For the records below, give the number of lines containing the word "ChatRequest" and no other text.

====== DATASET CONTENT ======

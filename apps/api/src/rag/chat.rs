//! Labor-law chat backed by the reference index.
//!
//! Retrieval problems never fail the request: without an index (or when the
//! question cannot be embedded) the model answers from the question alone.
//! A failed generation call is reported in-band with `status = error`.

use serde::{Deserialize, Serialize};
use tracing::{error, warn};

use crate::llm_client::{GenerateRequest, LlmClient, Part, CHAT_MODEL};
use crate::rag::prompts::{chat_system_prompt, chat_user_prompt};
use crate::rag::store::VectorStore;
use crate::rag::Embedder;

fn default_use_rag() -> bool {
    true
}

#[derive(Debug, Clone, Deserialize)]
pub struct ChatRequest {
    pub question: String,
    #[serde(default)]
    pub contract_text: String,
    #[serde(default = "default_use_rag")]
    pub use_rag: bool,
}

#[derive(Debug, Clone, Copy, PartialEq, Eq, Serialize)]
#[serde(rename_all = "snake_case")]
pub enum ChatStatus {
    Success,
    Error,
}

#[derive(Debug, Clone, Serialize)]
pub struct ChatResponse {
    pub answer: String,
    pub sources: Vec<String>,
    pub status: ChatStatus,
}

/// Top-`k` chunk texts for the question, or nothing if retrieval is unavailable.
pub async fn retrieve_sources(
    question: &str,
    index: Option<&VectorStore>,
    embedder: &dyn Embedder,
    k: usize,
) -> Vec<String> {
    let Some(index) = index.filter(|i| !i.is_empty()) else {
        return Vec::new();
    };

    let query = match embedder.embed(question).await {
        Ok(v) => v,
        Err(e) => {
            warn!("Question embedding failed, answering without references: {e}");
            return Vec::new();
        }
    };

    match index.search(&query, k) {
        Ok(hits) => hits.into_iter().map(|h| h.page_content).collect(),
        Err(e) => {
            warn!("Reference search failed: {e}");
            Vec::new()
        }
    }
}

pub async fn chat_with_contract(
    llm: &LlmClient,
    index: Option<&VectorStore>,
    top_k: usize,
    request: &ChatRequest,
) -> ChatResponse {
    let sources = if request.use_rag {
        retrieve_sources(&request.question, index, llm, top_k).await
    } else {
        Vec::new()
    };

    let system = chat_system_prompt();
    let generate = GenerateRequest {
        model: CHAT_MODEL,
        system: Some(&system),
        parts: vec![Part::text(chat_user_prompt(
            &request.question,
            &request.contract_text,
            &sources,
        ))],
        temperature: 0.3,
        json_output: false,
    };

    match llm.generate_text(&generate).await {
        Ok(answer) => ChatResponse {
            answer,
            sources,
            status: ChatStatus::Success,
        },
        Err(e) => {
            error!("Chat failed: {e}");
            ChatResponse {
                answer: format!("죄송합니다. 답변 생성 중 오류가 발생했습니다: {e}"),
                sources: Vec::new(),
                status: ChatStatus::Error,
            }
        }
    }
}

======

WRITTEN REPLY:
2